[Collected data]

◆ ◆ ◆ ◆ ◆ ◆ ◆

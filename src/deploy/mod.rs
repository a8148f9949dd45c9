//! Deployment flow.
//!
//! # Data Flow
//! ```text
//! deployments file → registry::load          (gate: nothing is built from a bad registry)
//! secret key       → SigningIdentity
//! network settings → EndpointSet (rpc_url override applied)
//! attestation      → feeds::build_price_feed_chain
//! chain + identity → Submitter::submit → SubmissionReceipt
//! ```

pub mod feeds;

use std::path::PathBuf;
use std::time::Duration;

use url::Url;

use crate::blockchain::{resolve_endpoints, EndpointSet, SigningIdentity, SubmissionReceipt, Submitter};
use crate::config::{ConfigError, DeployerConfig};
use crate::error::DeployError;
use crate::registry;

pub use feeds::{build_price_feed_chain, PriceFeedTargets};

/// Inputs of one deployment run.
pub struct DeployParams {
    /// Base64 secret key material.
    pub secret_key: String,
    pub deployments_file: PathBuf,
    pub targets: PriceFeedTargets,
    /// Raw price update payload.
    pub attestation: Vec<u8>,
}

impl std::fmt::Debug for DeployParams {
    fn fmt(&self, f: &mut std::fmt::Formatter<'_>) -> std::fmt::Result {
        f.debug_struct("DeployParams")
            .field("secret_key", &"<redacted>")
            .field("deployments_file", &self.deployments_file)
            .field("targets", &self.targets)
            .field("attestation_len", &self.attestation.len())
            .finish()
    }
}

/// Endpoints for the configured network, with the RPC override applied.
pub fn endpoints_for(config: &DeployerConfig) -> Result<EndpointSet, ConfigError> {
    let mut endpoints = resolve_endpoints(&config.network.name);
    if let Some(rpc_url) = &config.network.rpc_url {
        endpoints.rpc_url = Url::parse(rpc_url).map_err(|e| ConfigError::SchemaMismatch {
            field: "network.rpc_url".to_string(),
            reason: e.to_string(),
        })?;
    }
    Ok(endpoints)
}

/// Run the price feed deployment end to end.
pub async fn run(params: &DeployParams, config: &DeployerConfig) -> Result<SubmissionReceipt, DeployError> {
    let registry = registry::load(&params.deployments_file)?;
    let identity = SigningIdentity::from_base64(&params.secret_key)?;
    let endpoints = endpoints_for(config)?;

    tracing::info!(
        network = %config.network.name,
        rpc_url = %endpoints.rpc_url,
        sender = %identity.address(),
        core_package = %registry.core.package,
        "Starting deployment"
    );

    let chain = build_price_feed_chain(&params.attestation, &params.targets)?;

    let submitter = Submitter::new(
        &endpoints,
        Duration::from_secs(config.network.request_timeout_secs),
        config.transaction.gas_budget,
    )?;
    let receipt = submitter
        .submit(&chain, &identity, &config.transaction.report)
        .await?;

    tracing::info!(digest = %receipt.digest, "Deployment submitted");
    Ok(receipt)
}

#[cfg(test)]
mod tests {
    use super::*;

    #[test]
    fn test_rpc_override() {
        let mut config = DeployerConfig::default();
        config.network.rpc_url = Some("http://127.0.0.1:9000".to_string());
        let endpoints = endpoints_for(&config).unwrap();
        assert_eq!(endpoints.rpc_url.as_str(), "http://127.0.0.1:9000/");
        assert_eq!(endpoints.auxiliary_url.as_str(), "https://explorer-rpc.testnet.sui.io/gas");
    }

    #[test]
    fn test_debug_hides_secret() {
        let params = DeployParams {
            secret_key: "c2VjcmV0".to_string(),
            deployments_file: PathBuf::from("deployments.json"),
            targets: PriceFeedTargets {
                pyth_package: crate::blockchain::Address::ZERO,
                pyth_state: crate::blockchain::Address::ZERO,
                worm_package: crate::blockchain::Address::ZERO,
                worm_state: crate::blockchain::Address::ZERO,
            },
            attestation: vec![1, 2, 3],
        };
        assert!(!format!("{:?}", params).contains("c2VjcmV0"));
    }

    #[tokio::test]
    async fn test_bad_registry_stops_before_identity() {
        let params = DeployParams {
            secret_key: String::new(),
            deployments_file: PathBuf::from("/nonexistent/deployments.json"),
            targets: PriceFeedTargets {
                pyth_package: crate::blockchain::Address::ZERO,
                pyth_state: crate::blockchain::Address::ZERO,
                worm_package: crate::blockchain::Address::ZERO,
                worm_state: crate::blockchain::Address::ZERO,
            },
            attestation: Vec::new(),
        };
        let err = run(&params, &DeployerConfig::default()).await.unwrap_err();
        assert!(matches!(err, DeployError::Config(ConfigError::NotFound { .. })));
    }
}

◆ ◆ ◆ ◆ ◆ ◆ ◆

Task statement = The response must contain every entry, each one identical to the original.

Written answer =
filename src/deploy/mod.rs
repository a8148f9949dd45c9
//! Deployment flow.
//!
//! # Data Flow
//! ```text
//! deployments file → registry::load          (gate: nothing is built from a bad registry)
//! secret key       → SigningIdentity
//! network settings → EndpointSet (rpc_url override applied)
//! attestation      → feeds::build_price_feed_chain
//! chain + identity → Submitter::submit → SubmissionReceipt
//! ```

pub mod feeds;

use std::path::PathBuf;
use std::time::Duration;

use url::Url;

use crate::blockchain::{resolve_endpoints, EndpointSet, SigningIdentity, SubmissionReceipt, Submitter};
use crate::config::{ConfigError, DeployerConfig};
use crate::error::DeployError;
use crate::registry;

pub use feeds::{build_price_feed_chain, PriceFeedTargets};

/// Inputs of one deployment run.
pub struct DeployParams {
    /// Base64 secret key material.
    pub secret_key: String,
    pub deployments_file: PathBuf,
    pub targets: PriceFeedTargets,
    /// Raw price update payload.
    pub attestation: Vec<u8>,
}

impl std::fmt::Debug for DeployParams {
    fn fmt(&self, f: &mut std::fmt::Formatter<'_>) -> std::fmt::Result {
        f.debug_struct("DeployParams")
            .field("secret_key", &"<redacted>")
            .field("deployments_file", &self.deployments_file)
            .field("targets", &self.targets)
            .field("attestation_len", &self.attestation.len())
            .finish()
    }
}

/// Endpoints for the configured network, with the RPC override applied.
pub fn endpoints_for(config: &DeployerConfig) -> Result<EndpointSet, ConfigError> {
    let mut endpoints = resolve_endpoints(&config.network.name);
    if let Some(rpc_url) = &config.network.rpc_url {
        endpoints.rpc_url = Url::parse(rpc_url).map_err(|e| ConfigError::SchemaMismatch {
            field: "network.rpc_url".to_string(),
            reason: e.to_string(),
        })?;
    }
    Ok(endpoints)
}

/// Run the price feed deployment end to end.
pub async fn run(params: &DeployParams, config: &DeployerConfig) -> Result<SubmissionReceipt, DeployError> {
    let registry = registry::load(&params.deployments_file)?;
    let identity = SigningIdentity::from_base64(&params.secret_key)?;
    let endpoints = endpoints_for(config)?;

    tracing::info!(
        network = %config.network.name,
        rpc_url = %endpoints.rpc_url,
        sender = %identity.address(),
        core_package = %registry.core.package,
        "Starting deployment"
    );

    let chain = build_price_feed_chain(&params.attestation, &params.targets)?;

    let submitter = Submitter::new(
        &endpoints,
        Duration::from_secs(config.network.request_timeout_secs),
        config.transaction.gas_budget,
    )?;
    let receipt = submitter
        .submit(&chain, &identity, &config.transaction.report)
        .await?;

    tracing::info!(digest = %receipt.digest, "Deployment submitted");
    Ok(receipt)
}

#[cfg(test)]
mod tests {
    use super::*;

    #[test]
    fn test_rpc_override() {
        let mut config = DeployerConfig::default();
        config.network.rpc_url = Some("http://127.0.0.1:9000".to_string());
        let endpoints = endpoints_for(&config).unwrap();
        assert_eq!(endpoints.rpc_url.as_str(), "http://127.0.0.1:9000/");
        assert_eq!(endpoints.auxiliary_url.as_str(), "https://explorer-rpc.testnet.sui.io/gas");
    }

    #[test]
    fn test_debug_hides_secret() {
        let params = DeployParams {
            secret_key: "c2VjcmV0".to_string(),
            deployments_file: PathBuf::from("deployments.json"),
            targets: PriceFeedTargets {
                pyth_package: crate::blockchain::Address::ZERO,
                pyth_state: crate::blockchain::Address::ZERO,
                worm_package: crate::blockchain::Address::ZERO,
                worm_state: crate::blockchain::Address::ZERO,
            },
            attestation: vec![1, 2, 3],
        };
        assert!(!format!("{:?}", params).contains("c2VjcmV0"));
    }

    #[tokio::test]
    async fn test_bad_registry_stops_before_identity() {
        let params = DeployParams {
            secret_key: String::new(),
            deployments_file: PathBuf::from("/nonexistent/deployments.json"),
            targets: PriceFeedTargets {
                pyth_package: crate::blockchain::Address::ZERO,
                pyth_state: crate::blockchain::Address::ZERO,
                worm_package: crate::blockchain::Address::ZERO,
                worm_state: crate::blockchain::Address::ZERO,
            },
            attestation: Vec::new(),
        };
        let err = run(&params, &DeployerConfig::default()).await.unwrap_err();
        assert!(matches!(err, DeployError::Config(ConfigError::NotFound { .. })));
    }
}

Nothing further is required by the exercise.